Sometimes I wonder if I just have bad taste, or if everyone else in the world does. My wife and I were beguiled by the advertising and reviews for this new movie on Netflix, Jingle Jangle: A Christmas Journey, “An instant classic!”, one review crowed, so we watched it the other day.
It jingle-jangled my brain.
OH MY GOD IT WAS SO BAD. This is a movie that tries desperately hard to be cheerful holiday fare that it crosses right over the line into creepy, and I was appalled in the first five minutes. All the characters have these intense nonstop grins splitting their faces and are so enthusiastic about everything that I was confident that the entire stage had been doses with smilex gas, and the show was a race to reach a conclusion before everyone collapsed in cackling death. There was no acting. There was only grimacing.
The plot: it’s about a toymaker who is famous for his inventions, although we’re not really shown any talent, or even any comprehension of what a child would want. In the opening, he builds a tiny and hyperkinetic matador doll that talks…and proves to be so egotistical that he ought to run for president, but has no personality other than an overwhelming narcissism. This creation is supposed to be the great new toy that will make him even more famous, but really, it’s a toy so lacking in charm that you just want to smash it. It might be a fine example of the worst evils of AI you can imagine, but nothing more.
The toymaker’s apprentice steals the matador and the notebooks with all his designs. Then we skip forward in time to learn that the toymaker became a babbling failure, is estranged from his own daughter, and the apprentice has become a success with an empire of toys. Enter the toymaker’s granddaughter, Journey, with a manic smile pasted on and a disturbingly optimistic can-do attitude. The rest of the movie consists of Journey using her ability to visualize mathematics as a kind of magic spell to animate stuff, including an ugly and pointless robot called Buddy 3000 that can fly and somehow enable people around him to fly. He’s activated by — I knew this was coming — belief. You just have to believe, and you can do anything.

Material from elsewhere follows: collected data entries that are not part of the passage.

use std::time::{Duration, Instant};

use camino::Utf8PathBuf;
use chrono::NaiveDate;
use serde::Serialize;

use crate::central::CentralStore;
use crate::config::ResolvedConfig;
use crate::error::SyncError;
use crate::groups::GroupResolver;
use crate::locator::FileLocator;
use crate::registrar::{AccessRegistrar, RegistrarReport};
use crate::store::ArtifactStore;
use crate::transfer::{RecordTransfer, TransferReport};

#[derive(Debug, Clone, Serialize)]
pub struct FindResult {
    pub date: NaiveDate,
    pub list_path: String,
    pub files: Vec<String>,
}

#[derive(Debug, Clone, Serialize)]
pub struct RegisterResult {
    pub date: NaiveDate,
    pub marker_path: String,
    pub located: Option<FindResult>,
    #[serde(flatten)]
    pub report: RegistrarReport,
}

#[derive(Debug, Clone, Serialize)]
pub struct TransferResult {
    pub date: NaiveDate,
    pub marker_path: String,
    pub located: Option<FindResult>,
    #[serde(flatten)]
    pub report: TransferReport,
}

#[derive(Debug, Clone, Serialize)]
pub struct RunResult {
    pub find: FindResult,
    pub fedids: RegisterResult,
    pub transfer: TransferResult,
}

#[derive(Debug, Clone)]
pub struct ProgressEvent {
    pub message: String,
    pub elapsed: Option<Duration>,
}

pub trait ProgressSink {
    fn event(&self, event: ProgressEvent);
}

/// The three batch steps over one configuration and artifact directory.
pub struct App<G: GroupResolver> {
    config: ResolvedConfig,
    artifacts: ArtifactStore,
    resolver: G,
}

impl<G: GroupResolver> App<G> {
    pub fn new(config: ResolvedConfig, resolver: G) -> Self {
        let artifacts = ArtifactStore::new(config.artifacts_dir.clone());
        Self {
            config,
            artifacts,
            resolver,
        }
    }

    pub fn config(&self) -> &ResolvedConfig {
        &self.config
    }

    pub fn artifacts(&self) -> &ArtifactStore {
        &self.artifacts
    }

    pub fn find_files(
        &self,
        date: NaiveDate,
        sink: &dyn ProgressSink,
    ) -> Result<FindResult, SyncError> {
        let started = Instant::now();
        sink.event(ProgressEvent {
            message: format!("phase=Find; scanning {}", self.config.data_root),
            elapsed: None,
        });

        let files = FileLocator::from_config(&self.config).locate()?;
        let list_path = self.artifacts.soakdb_list_path(date);
        ArtifactStore::write_path_list(&list_path, &files)?;

        sink.event(ProgressEvent {
            message: format!("phase=Find; found {} soakDB files", files.len()),
            elapsed: Some(started.elapsed()),
        });
        tracing::info!(count = files.len(), list = %list_path, "soakDB file list written");

        Ok(FindResult {
            date,
            list_path: list_path.to_string(),
            files: files.iter().map(ToString::to_string).collect(),
        })
    }

    pub fn register_access(
        &self,
        date: NaiveDate,
        sink: &dyn ProgressSink,
    ) -> Result<RegisterResult, SyncError> {
        let (files, located) = self.ensure_list(date, sink)?;
        let started = Instant::now();
        sink.event(ProgressEvent {
            message: format!("phase=FedIDs; registering {} files", files.len()),
            elapsed: None,
        });

        let store = CentralStore::open(&self.config.central_db)?;
        let registrar = AccessRegistrar::new(
            &self.resolver,
            self.config.proposal_segment,
            self.config.proposal_separator,
        );
        let report = registrar.run(&files, &store)?;

        let marker_path = self.artifacts.fedids_marker_path(date);
        ArtifactStore::write_marker(&marker_path, &report.marker_text())?;
        sink.event(ProgressEvent {
            message: format!(
                "phase=FedIDs; {} new files, {} proposals",
                report.files_inserted, report.proposals_resolved
            ),
            elapsed: Some(started.elapsed()),
        });

        Ok(RegisterResult {
            date,
            marker_path: marker_path.to_string(),
            located,
            report,
        })
    }

    pub fn transfer_records(
        &self,
        date: NaiveDate,
        sink: &dyn ProgressSink,
    ) -> Result<TransferResult, SyncError> {
        let (files, located) = self.ensure_list(date, sink)?;
        let started = Instant::now();
        sink.event(ProgressEvent {
            message: format!("phase=Transfer; reading {} files", files.len()),
            elapsed: None,
        });

        let mut store = CentralStore::open(&self.config.central_db)?;
        store.ensure_schema()?;
        let report = RecordTransfer::new(self.config.source_table.clone()).run(&files, &mut store)?;

        let marker_path = self.artifacts.transfer_marker_path(date);
        ArtifactStore::write_marker(&marker_path, &report.marker_text())?;
        sink.event(ProgressEvent {
            message: format!(
                "phase=Transfer; {} transferred, {} failed",
                report.files_transferred,
                report.failures.len()
            ),
            elapsed: Some(started.elapsed()),
        });

        Ok(TransferResult {
            date,
            marker_path: marker_path.to_string(),
            located,
            report,
        })
    }

    /// Find, then register, then transfer. The list is always rebuilt.
    pub fn run_all(&self, date: NaiveDate, sink: &dyn ProgressSink) -> Result<RunResult, SyncError> {
        let find = self.find_files(date, sink)?;
        let fedids = self.register_access(date, sink)?;
        let transfer = self.transfer_records(date, sink)?;
        Ok(RunResult {
            find,
            fedids,
            transfer,
        })
    }

    /// Reads the day's file list, running the locator first when it is absent.
    fn ensure_list(
        &self,
        date: NaiveDate,
        sink: &dyn ProgressSink,
    ) -> Result<(Vec<Utf8PathBuf>, Option<FindResult>), SyncError> {
        let list_path = self.artifacts.soakdb_list_path(date);
        if self.artifacts.exists(&list_path) {
            return Ok((ArtifactStore::read_path_list(&list_path)?, None));
        }
        tracing::info!(list = %list_path, "file list missing, locating first");
        let located = self.find_files(date, sink)?;
        let files = located.files.iter().map(Utf8PathBuf::from).collect();
        Ok((files, Some(located)))
    }
}
use camino::{Utf8Path, Utf8PathBuf};
use walkdir::{DirEntry, WalkDir};

use crate::config::{LevelPattern, ResolvedConfig};
use crate::error::SyncError;

/// Finds soakDB files below the data root, pruning excluded directories.
#[derive(Debug, Clone)]
pub struct FileLocator {
    data_root: Utf8PathBuf,
    root_pattern: Vec<LevelPattern>,
    max_depth: usize,
    target_filename: String,
    exclusions: Vec<String>,
}

impl FileLocator {
    pub fn new(
        data_root: Utf8PathBuf,
        root_pattern: Vec<LevelPattern>,
        max_depth: usize,
        target_filename: String,
        exclusions: Vec<String>,
    ) -> Self {
        Self {
            data_root,
            root_pattern,
            max_depth,
            target_filename,
            exclusions,
        }
    }

    pub fn from_config(config: &ResolvedConfig) -> Self {
        Self::new(
            config.data_root.clone(),
            config.root_pattern.clone(),
            config.max_depth,
            config.target_filename.clone(),
            config.exclusions.clone(),
        )
    }

    /// Sorted absolute paths of every matching file. A missing or unreadable
    /// root is not an error; it yields an empty list.
    pub fn locate(&self) -> Result<Vec<Utf8PathBuf>, SyncError> {
        if !self.data_root.as_std_path().is_dir() {
            tracing::warn!(root = %self.data_root, "data root is not a directory");
            return Ok(Vec::new());
        }
        let root = self
            .data_root
            .canonicalize_utf8()
            .map_err(|err| SyncError::InvalidPath(format!("{}: {err}", self.data_root)))?;

        let pattern_depth = self.root_pattern.len();
        let walker = WalkDir::new(root.as_std_path())
            .follow_links(false)
            .min_depth(1)
            .max_depth(pattern_depth + self.max_depth)
            .into_iter()
            .filter_entry(|entry| self.should_descend(&root, entry));

        let mut found = Vec::new();
        for entry in walker {
            let entry = match entry {
                Ok(entry) => entry,
                Err(err) => {
                    tracing::warn!(error = %err, "skipping unreadable entry");
                    continue;
                }
            };
            if !entry.file_type().is_file() || entry.depth() < pattern_depth {
                continue;
            }
            if entry.file_name().to_str() != Some(self.target_filename.as_str()) {
                continue;
            }
            match Utf8PathBuf::from_path_buf(entry.into_path()) {
                Ok(path) => found.push(path),
                Err(path) => tracing::warn!(path = %path.display(), "skipping non-UTF-8 path"),
            }
        }

        found.sort();
        let pattern = self
            .root_pattern
            .iter()
            .map(LevelPattern::as_str)
            .collect::<Vec<_>>()
            .join("/");
        tracing::debug!(count = found.len(), pattern = %pattern, "located soakDB files");
        Ok(found)
    }

    fn should_descend(&self, root: &Utf8Path, entry: &DirEntry) -> bool {
        let depth = entry.depth();
        if depth >= 1 && depth <= self.root_pattern.len() {
            let name = entry.file_name().to_string_lossy();
            if !self.root_pattern[depth - 1].matches(&name) {
                return false;
            }
        }

        let Ok(relative) = entry.path().strip_prefix(root.as_std_path()) else {
            return false;
        };
        let relative = relative.to_string_lossy();
        let candidate = if entry.file_type().is_dir() {
            format!("/{relative}/")
        } else {
            format!("/{relative}")
        };
        !self.is_excluded(&candidate)
    }

    pub fn is_excluded(&self, path: &str) -> bool {
        self.exclusions
            .iter()
            .any(|needle| path.contains(needle.as_str()))
    }
}

#[cfg(test)]
mod tests {
    use std::fs;

    use super::*;
    use crate::config::{Config, ConfigLoader};

    fn touch(root: &Utf8Path, relative: &str) {
        let path = root.join(relative);
        fs::create_dir_all(path.parent().unwrap().as_std_path()).unwrap();
        fs::write(path.as_std_path(), b"").unwrap();
    }

    fn locator_for(root: &Utf8Path) -> FileLocator {
        let config = Config {
            data_root: Some(root.to_string()),
            ..Config::default()
        };
        FileLocator::from_config(&ConfigLoader::resolve_config(config).unwrap())
    }

    #[test]
    fn finds_target_files_and_prunes_exclusions() {
        let temp = tempfile::tempdir().unwrap();
        let root = Utf8PathBuf::from_path_buf(temp.path().to_path_buf()).unwrap();
        touch(&root, "2017/lb18145-17/processing/database/soakDBDataFile.sqlite");
        touch(&root, "2017/lb18145-17/processing/database/other.sqlite");
        touch(&root, "2017/lb18145-17/processing/analysis/database/soakDBDataFile.sqlite");
        touch(&root, "2017/lb18145-17/processing/backup/soakDBDataFile.sqlite");
        touch(&root, "2017/lb18145-17/processing/old_runs/soakDBDataFile.sqlite");
        touch(&root, "2017/cm12345-1/processing/database/soakDBDataFile.sqlite");

        let found = locator_for(&root).locate().unwrap();
        assert_eq!(found.len(), 1);
        assert!(found[0].ends_with("lb18145-17/processing/database/soakDBDataFile.sqlite"));
    }

    #[test]
    fn respects_max_depth_below_pattern() {
        let temp = tempfile::tempdir().unwrap();
        let root = Utf8PathBuf::from_path_buf(temp.path().to_path_buf()).unwrap();
        touch(&root, "2019/lb1-1/processing/a/b/c/d/soakDBDataFile.sqlite");
        touch(&root, "2019/lb1-1/processing/a/b/c/d/e/soakDBDataFile.sqlite");

        let found = locator_for(&root).locate().unwrap();
        assert_eq!(found.len(), 1);
        assert!(found[0].ends_with("d/soakDBDataFile.sqlite"));
    }

    #[test]
    fn missing_root_is_empty() {
        let found = locator_for(Utf8Path::new("/definitely/not/here"))
            .locate()
            .unwrap();
        assert!(found.is_empty());
    }
}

Then there are sewer tunnels and explosions. Eventually the apprentice is defeated, and the toymaker vindicated, and he can return to making bad toys like the stupid matador and the big-headed Buddy 3000, all of which will go flying off the shelves, I guess. The only good moment is when the annoying matador is caught, and the toymaker flips off his power switch and announces that he will be reprogramming it, which is also rather disquieting. The matador was stupidly obnoxious and irrelevant to the story, but he did have a personality, icky as it was, and desires and feelings, and the master could just erase and reprogram it all. I guess that’s our Christmas message: if you’re loud and annoying and overly-excited about Christmas, we can shut you down and silence you.
It was apparently intended to be a stage production translated to Netflix, and it shows. Those smiles are designed so that even the kids in the nosebleed seats at Jingle Jangle on Ice would be able to seem them, and everything was so broadly done that there was no need for nuance or subtlety in plot or character or atmosphere. It was just LOUD and JANGLY and RELENTLESS. It also looked EXPENSIVE, with lots of elaborate sets and intense CGI animation. I’m wondering how much money they had to spend to get all those good reviews, too.
Oh, I almost forgot. It’s also a musical. I guess it was understandable that I forgot, because I can’t remember a single tune from the thing.